1907 – 1999
Inspirational work with elders and the aging process
Dr. Genevieve Carter was a distinguished social welfare researcher, social work administrator and educator. She earned a doctorate degree in social research from the University of California, Berkeley, and enjoyed a dedicated and inspirational career. Her key work was in the areas of research methods and in the defining era of case management for older adults.
Her social work career began in WWII when she lived for three years in Manzanar, serving as director of education and social welfare. She worked with the Japanese children and their families both in the internment camp and assisted in their relocation after the war.
She then came to Los Angeles and took a position as executive director of the Welfare Planning Council. Dr. Carter conducted important research that affected policy throughout California, specifically in the area of youth services. Her findings became the basis of community planning and program development for this population and the methodology became part of future research.
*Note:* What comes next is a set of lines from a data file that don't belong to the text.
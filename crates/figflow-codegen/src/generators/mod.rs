//! Code generators for UI frameworks.

#[cfg(feature = "flutter")]
mod flutter;

mod templates;

#[cfg(feature = "flutter")]
pub use flutter::{cleanup, FlutterGenerator};

pub use templates::TemplateEngine;

use figflow_core::{NodeId, SceneGraph};

use crate::error::Result;

/// Common trait for code generators.
pub trait CodeGenerator {
    /// Target framework name.
    fn framework_name(&self) -> &'static str;

    /// Generate code for the selected top-level nodes, in order.
    fn generate(&self, graph: &SceneGraph, selection: &[NodeId]) -> Result<Generation>;
}

/// Output of one generation pass.
#[derive(Debug, Clone, Default, PartialEq, Eq)]
pub struct Generation {
    /// Generated source, wrapped according to the generation mode.
    pub code: String,
    /// Raw text widgets collected from text nodes.
    pub text_styles: Vec<String>,
    /// Non-fatal conversion warnings, de-duplicated.
    pub warnings: Vec<String>,
}

impl Generation {
    /// Render the collected text styles as a single report.
    pub fn text_styles_report(&self) -> String {
        if self.text_styles.is_empty() {
            return "// No text styles in this selection".to_string();
        }
        self.text_styles.join("\n// ---\n")
    }
}

#[cfg(test)]
mod tests {
    use super::*;

    #[test]
    fn test_empty_text_styles_report() {
        let generation = Generation::default();
        assert_eq!(
            generation.text_styles_report(),
            "// No text styles in this selection"
        );
    }

    #[test]
    fn test_text_styles_report_joins_entries() {
        let generation = Generation {
            text_styles: vec!["Text('a')".to_string(), "Text('b')".to_string()],
            ..Default::default()
        };
        assert_eq!(
            generation.text_styles_report(),
            "Text('a')\n// ---\nText('b')"
        );
    }
}
//! Attribute builder chain for node widgets.

use std::f64::consts::PI;

use figflow_core::{top_paint, LayoutPositioning, LayoutSizing, NodeKind, Paint, SceneNode};

use super::style;
use crate::context::GenerationContext;
use crate::format::{num_to_fixed, WidgetCall};

/// Wraps a child expression step by step: shape, then blend, then position.
#[derive(Debug, Clone, Default)]
pub struct FlutterBuilder {
    child: String,
}

impl FlutterBuilder {
    pub fn new(child: impl Into<String>) -> Self {
        Self {
            child: child.into(),
        }
    }

    pub fn child(&self) -> &str {
        &self.child
    }

    pub fn into_child(self) -> String {
        self.child
    }

    /// Wrap the child in a `Container` carrying size, padding and decoration.
    pub fn create_container(mut self, ctx: &mut GenerationContext<'_>, node: &SceneNode) -> Self {
        let width = size(node.sizing.horizontal, node.width);
        let height = size(node.sizing.vertical, node.height);
        let padding = ctx
            .effective_layout(node)
            .and_then(|layout| style::padding(&layout.padding()));
        let decoration = decoration(ctx, node);
        let clip = (node.clips_content && decoration.is_some()).then(|| "Clip.antiAlias".to_string());

        if width.is_none() && height.is_none() && padding.is_none() && decoration.is_none() {
            if self.child.is_empty() {
                self.child = WidgetCall::new("Container").render();
            }
            return self;
        }

        self.child = WidgetCall::new("Container")
            .arg_opt("width", width)
            .arg_opt("height", height)
            .arg_opt("padding", padding)
            .arg_opt("clipBehavior", clip)
            .arg_opt("decoration", decoration)
            .arg("child", std::mem::take(&mut self.child))
            .render();
        self
    }

    /// Apply rotation and opacity.
    pub fn blend_attr(mut self, node: &SceneNode) -> Self {
        if self.child.is_empty() {
            return self;
        }

        if node.rotation.round() != 0.0 {
            let radians = node.rotation * (-PI / 180.0);
            self.child = WidgetCall::new("Transform")
                .arg(
                    "transform",
                    format!(
                        "Matrix4.identity()..translate(0.0, 0.0)..rotateZ({})",
                        num_to_fixed(radians)
                    ),
                )
                .arg("child", std::mem::take(&mut self.child))
                .render();
        }

        if node.opacity < 1.0 {
            self.child = WidgetCall::new("Opacity")
                .arg("opacity", num_to_fixed(node.opacity))
                .arg("child", std::mem::take(&mut self.child))
                .render();
        }

        self
    }

    /// Wrap in `Positioned` when the node is placed freely inside a `Stack`.
    pub fn position(mut self, ctx: &GenerationContext<'_>, node: &SceneNode) -> Self {
        if is_absolute(ctx, node) {
            self.child = WidgetCall::new("Positioned")
                .arg("left", num_to_fixed(node.x))
                .arg("top", num_to_fixed(node.y))
                .arg("child", std::mem::take(&mut self.child))
                .render();
        }
        self
    }
}

fn size(sizing: LayoutSizing, value: f64) -> Option<String> {
    match sizing {
        LayoutSizing::Fill => Some("double.infinity".to_string()),
        LayoutSizing::Hug => None,
        LayoutSizing::Fixed => Some(num_to_fixed(value)),
    }
}

/// `ShapeDecoration` for the node's top fill, outline and shadows.
fn decoration(ctx: &mut GenerationContext<'_>, node: &SceneNode) -> Option<String> {
    let mut color = None;
    let mut gradient = None;
    let mut image = None;

    match top_paint(&node.fills) {
        Some(Paint::Solid { .. }) => color = style::solid_color(&node.fills),
        Some(Paint::GradientLinear {
            stops,
            handles,
            opacity,
            ..
        }) => gradient = Some(style::linear_gradient(stops, handles, *opacity)),
        Some(Paint::Image { .. }) => {
            ctx.warnings.add("Image fills are replaced with placeholders");
            image = Some(image_placeholder(node));
        }
        Some(Paint::Unsupported) | None => {}
    }

    let shape = style::shape(node);
    let shadows = style::shadows(node);

    if color.is_none() && gradient.is_none() && image.is_none() && shape.is_none() && shadows.is_empty() {
        return None;
    }

    Some(
        WidgetCall::new("ShapeDecoration")
            .arg_opt("color", color)
            .arg_opt("gradient", gradient)
            .arg_opt("image", image)
            .arg_opt("shape", shape)
            .list("shadows", shadows)
            .render(),
    )
}

fn image_placeholder(node: &SceneNode) -> String {
    let url = format!(
        "https://placehold.co/{}x{}",
        node.width.round() as i64,
        node.height.round() as i64
    );
    WidgetCall::new("DecorationImage")
        .arg("image", format!("NetworkImage(\"{}\")", url))
        .arg("fit", "BoxFit.fill")
        .render()
}

/// A child is absolutely placed when it opts out of its parent's flow, or
/// when the parent is a group or a frame without an effective auto-layout.
/// Selected top-level nodes are never positioned.
fn is_absolute(ctx: &GenerationContext<'_>, node: &SceneNode) -> bool {
    if ctx.is_top_level(node.id) {
        return false;
    }
    let Some(parent) = ctx.graph.parent(node.id) else {
        return false;
    };

    if node.positioning == LayoutPositioning::Absolute || parent.kind == NodeKind::Group {
        return true;
    }
    parent.kind.is_frame_like() && ctx.effective_layout(parent).is_none()
}
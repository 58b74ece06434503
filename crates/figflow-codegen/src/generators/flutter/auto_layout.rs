//! Auto-layout alignment mapping and child ordering.

use figflow_core::{
    AutoLayout, CounterAxisAlign, LayoutMode, NodeId, PrimaryAxisAlign, SceneNode,
};

use crate::context::GenerationContext;
use crate::format::WidgetCall;

pub fn main_axis_alignment(layout: &AutoLayout) -> &'static str {
    match layout.primary_axis_align_items {
        PrimaryAxisAlign::Min => "MainAxisAlignment.start",
        PrimaryAxisAlign::Center => "MainAxisAlignment.center",
        PrimaryAxisAlign::Max => "MainAxisAlignment.end",
        PrimaryAxisAlign::SpaceBetween => "MainAxisAlignment.spaceBetween",
    }
}

pub fn cross_axis_alignment(layout: &AutoLayout) -> &'static str {
    match layout.counter_axis_align_items {
        CounterAxisAlign::Min => "CrossAxisAlignment.start",
        CounterAxisAlign::Center => "CrossAxisAlignment.center",
        CounterAxisAlign::Max => "CrossAxisAlignment.end",
        CounterAxisAlign::Baseline => "CrossAxisAlignment.baseline",
    }
}

/// `Row` for horizontal layouts, `Column` otherwise.
pub fn row_column(layout: &AutoLayout, children: String) -> String {
    let widget = match layout.layout_mode {
        LayoutMode::Horizontal => "Row",
        _ => "Column",
    };

    WidgetCall::new(widget)
        .arg("mainAxisSize", "MainAxisSize.min")
        .arg("mainAxisAlignment", main_axis_alignment(layout))
        .arg("crossAxisAlignment", cross_axis_alignment(layout))
        .list("children", vec![children])
        .render()
}

/// Children in the order they should be emitted.
///
/// An inferred layout only describes where children sit, not their scene
/// order, so with layout optimization on they are sorted along its axis.
pub fn ordered_children(ctx: &GenerationContext<'_>, node: &SceneNode) -> Vec<NodeId> {
    let mut children: Vec<&SceneNode> = ctx.graph.children(node.id).collect();

    let inferred = node
        .inferred_auto_layout
        .as_ref()
        .filter(|layout| ctx.optimize_layout() && layout.is_directional());

    if let Some(layout) = inferred {
        let horizontal = layout.layout_mode == LayoutMode::Horizontal;
        children.sort_by(|a, b| {
            if horizontal {
                a.x.total_cmp(&b.x)
            } else {
                a.y.total_cmp(&b.y)
            }
        });
    }

    children.into_iter().map(|child| child.id).collect()
}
Her extensive research work then led her to a position in Washington, D.C. as head of intra-mural research in the Department of Health, Education and Welfare (HEW). There she conducted social research that led to policy formulation that was implemented by California as well as other states.
Returning to Los Angeles, Dr. Carter directed the newly created Regional Research Institute in Social Welfare, a federally funded facility within the University of Southern California School of Social Work. At USC, she not only provided research consultation to faculty and others in and outside of the University, but was also involved in a wide range of research activities within the field of social work. She taught community organization and research and was an inspiration to numerous students. She was a unique role model whose interest and focus was not in the clinical arena, but in research, administration, and education.
She was also involved with the founding of the National Association for Community Organization Social Workers’an organization that was the predecessor of NASW. When Dr. Carter retired from this activity in 1976, she continued with several research activities that she been initiated earlier with the Andrus Gerontology Center at USC including studies of the aging process, of nursing home practices and others.
Dr. Carter’s interest in the matters of aging and services for older adults continued for the rest of her life. She even wrote a book on aging and humor.